Monday, Apr. 06, 1998

Working Stiffs

By MICHAEL D. LEMONICK

The Kharga Oasis, some 125 miles southwest of Luxor, Egypt, is hardly the first place you'd think to look for mummies. No pyramids loom there; no mausoleums mark it as a portal through which Egyptian nobles entered the afterlife. Think of it as the Peoria of Pharaonic times, a backwater where ordinary peasants and farmers lived and died--and left pretty ordinary remains.

Yet the ordinary can sometimes prove remarkable. That's what French researchers discovered when they were called in to examine a stash of mummies unearthed by the Egyptians in a necropolis at Ain Labakha, a village within the oasis inhabited by 500 to 1,000 people around the time of Christ. Because working-class graves are of little interest to treasure hunters, the mummies were virtually undisturbed, giving the scientists an unparalleled look at how regular folks of the time lived and died.

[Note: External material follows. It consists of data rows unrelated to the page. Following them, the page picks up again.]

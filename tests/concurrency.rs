// Concurrency tests: module threads and client connections writing matrices
// at the same time. Every writer stores a matrix whose 16 elements are equal,
// so any reader observing two different elements saw a torn write.
//
// A second client builds objects in its own scene throughout, and both
// scenes are checked afterwards.

use std::sync::atomic::{AtomicBool, AtomicUsize, Ordering};
use std::sync::{mpsc, Arc};
use std::thread;
use std::time::{Duration, Instant};

use vrms::client::Client;
use vrms::modules::{Module, ModuleContext, ModuleHost};
use vrms::protocol::{ElementType, Matrix, MatrixKind, RenderEntry, Reply, UpdateMode};
use vrms::runtime::{Runtime, SharedRuntime};
use vrms::server::{Server, ServerConfig};

const WRITES: usize = 2_000;
const BUILD_ROUNDS: usize = 50;

fn uniform(v: f32) -> Matrix {
    [v; 16]
}

fn assert_untorn(m: &Matrix) {
    assert!(m.iter().all(|x| *x == m[0]), "torn matrix: {m:?}");
}

fn ok(reply: Reply) -> u32 {
    reply.into_result().unwrap().get()
}

/// Repeatedly creates float data, geometry over it, and a one-entry render
/// set in its own scene. Returns the still-open client and its scene.
fn build_scene(path: &std::path::Path) -> (Client, u32) {
    let mut client = Client::connect(path).unwrap();
    let scene = ok(client.create_scene("bystander").unwrap());
    let file = tempfile::tempfile().unwrap();
    file.set_len(4096).unwrap();
    let memory = ok(client.create_memory(scene, &file, 4096).unwrap());

    for round in 0..BUILD_ROUNDS {
        let offset = (round as u64 % 16) * 64;
        let data: Vec<u32> = (0..3)
            .map(|_| {
                ok(client.create_data_object(scene, memory, offset, 64, ElementType::F32).unwrap())
            })
            .collect();
        let geometry = ok(client.create_geometry_object(scene, data[0], data[1], data[2]).unwrap());
        let entries = vec![RenderEntry { matrix: data[0], texture: 0, geometry }];
        assert_eq!(ok(client.set_render_buffer(scene, entries).unwrap()), scene);
    }
    (client, scene)
}

/// Writes uniform global matrices as fast as it can.
struct Hammer {
    kind: MatrixKind,
    written: Arc<AtomicUsize>,
}

impl Module for Hammer {
    fn name(&self) -> &str {
        "hammer"
    }

    fn run(self: Box<Self>, ctx: ModuleContext) {
        let mut n = 0u32;
        while !ctx.is_stopped() {
            n = n.wrapping_add(1);
            ctx.update_system_matrix_module(self.kind, UpdateMode::Set, uniform(n as f32));
            self.written.fetch_add(1, Ordering::Relaxed);
            thread::yield_now();
        }
    }
}

#[test]
fn test_module_writes_are_never_torn() {
    let runtime: Arc<dyn Runtime> = Arc::new(SharedRuntime::default());
    let mut host = ModuleHost::new(Arc::clone(&runtime));
    let written = Arc::new(AtomicUsize::new(0));
    for kind in [MatrixKind::Head, MatrixKind::Body] {
        host.spawn(Box::new(Hammer { kind, written: Arc::clone(&written) })).unwrap();
    }

    let readers: Vec<_> = (0..4)
        .map(|_| {
            let runtime = Arc::clone(&runtime);
            thread::spawn(move || {
                for _ in 0..WRITES {
                    assert_untorn(&runtime.system_matrix(None, MatrixKind::Head));
                    assert_untorn(&runtime.system_matrix(None, MatrixKind::Body));
                }
            })
        })
        .collect();
    for reader in readers {
        reader.join().unwrap();
    }

    host.shutdown();
    assert!(written.load(Ordering::Relaxed) > 0);
}

#[test]
fn test_client_and_module_updates_interleave_safely() {
    let dir = tempfile::TempDir::new().unwrap();
    let path = dir.path().join("vrms.sock");
    let runtime: Arc<dyn Runtime> = Arc::new(SharedRuntime::default());

    let (tx, rx) = mpsc::channel();
    let config = ServerConfig { socket_path: path.clone(), idle_timeout: None };
    let server_runtime = Arc::clone(&runtime);
    let server_thread = thread::spawn(move || {
        let rt = tokio::runtime::Builder::new_current_thread().enable_all().build().unwrap();
        rt.block_on(async move {
            let server = Server::bind(&config, server_runtime).unwrap();
            tx.send(server.shutdown_token()).unwrap();
            server.run().await.unwrap();
        });
    });
    let token = rx.recv().unwrap();

    let mut host = ModuleHost::new(Arc::clone(&runtime));
    let written = Arc::new(AtomicUsize::new(0));
    host.spawn(Box::new(Hammer { kind: MatrixKind::Body, written: Arc::clone(&written) }))
        .unwrap();

    let mut client = Client::connect(&path).unwrap();
    let scene = ok(client.create_scene("contended").unwrap());

    let builder = {
        let path = path.clone();
        thread::spawn(move || build_scene(&path))
    };

    let done = Arc::new(AtomicBool::new(false));
    let reader = {
        let runtime = Arc::clone(&runtime);
        let done = Arc::clone(&done);
        thread::spawn(move || {
            while !done.load(Ordering::Relaxed) {
                assert_untorn(&runtime.system_matrix(Some(scene), MatrixKind::Body));
                assert_untorn(&runtime.system_matrix(None, MatrixKind::Body));
            }
        })
    };

    let started = Instant::now();
    for i in 0..200 {
        let reply = client
            .update_system_matrix(scene, MatrixKind::Body, UpdateMode::Set, uniform(-(i as f32)))
            .unwrap();
        assert_eq!(reply.into_result().unwrap().get(), scene);
    }
    assert!(started.elapsed() < Duration::from_secs(30));

    let (bystander, other) = builder.join().unwrap();
    done.store(true, Ordering::Relaxed);
    reader.join().unwrap();

    // The scene slot holds the client's last write, untouched by the module.
    assert_eq!(runtime.system_matrix(Some(scene), MatrixKind::Body), uniform(-199.0));

    // Neither scene picked up the other's state.
    let contended = runtime.scene_summary(scene).unwrap();
    assert_eq!(contended.name, "contended");
    assert!(contended.objects.is_empty());
    assert_eq!(contended.render_entries, 0);

    let built = runtime.scene_summary(other).unwrap();
    assert_eq!(built.name, "bystander");
    assert_eq!(built.objects.get("memory"), Some(&1));
    assert_eq!(built.objects.get("data object"), Some(&(3 * BUILD_ROUNDS)));
    assert_eq!(built.objects.get("geometry"), Some(&BUILD_ROUNDS));
    assert_eq!(built.mapped_bytes, 4096);
    assert_eq!(built.render_entries, 1);

    host.shutdown();
    drop(bystander);
    drop(client);
    token.cancel();
    server_thread.join().unwrap();
    assert!(runtime.scene_ids().is_empty());
}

Their lives, by the evidence of their remains, were brutish and short. X rays of some 60 complete bodies show that many of the adults had arthritis and bone deformities (not surprising, considering that they performed hard labor), the parasitic disease schistosomiasis (most likely picked up while standing in irrigation ditches), stunted growth (suggesting malnutrition or illness) and tuberculosis. Adults died at 38, on average; few reached 50; and the presence of many children and young mothers implies a high rate of infant mortality and death in childbirth.

Unlike King Tut and other high-profile mummies, however, they'll never suffer the indignity of being put on display. The French team has already returned the bodies to their resting places. And given the remote location, it seems unlikely they will ever be removed again.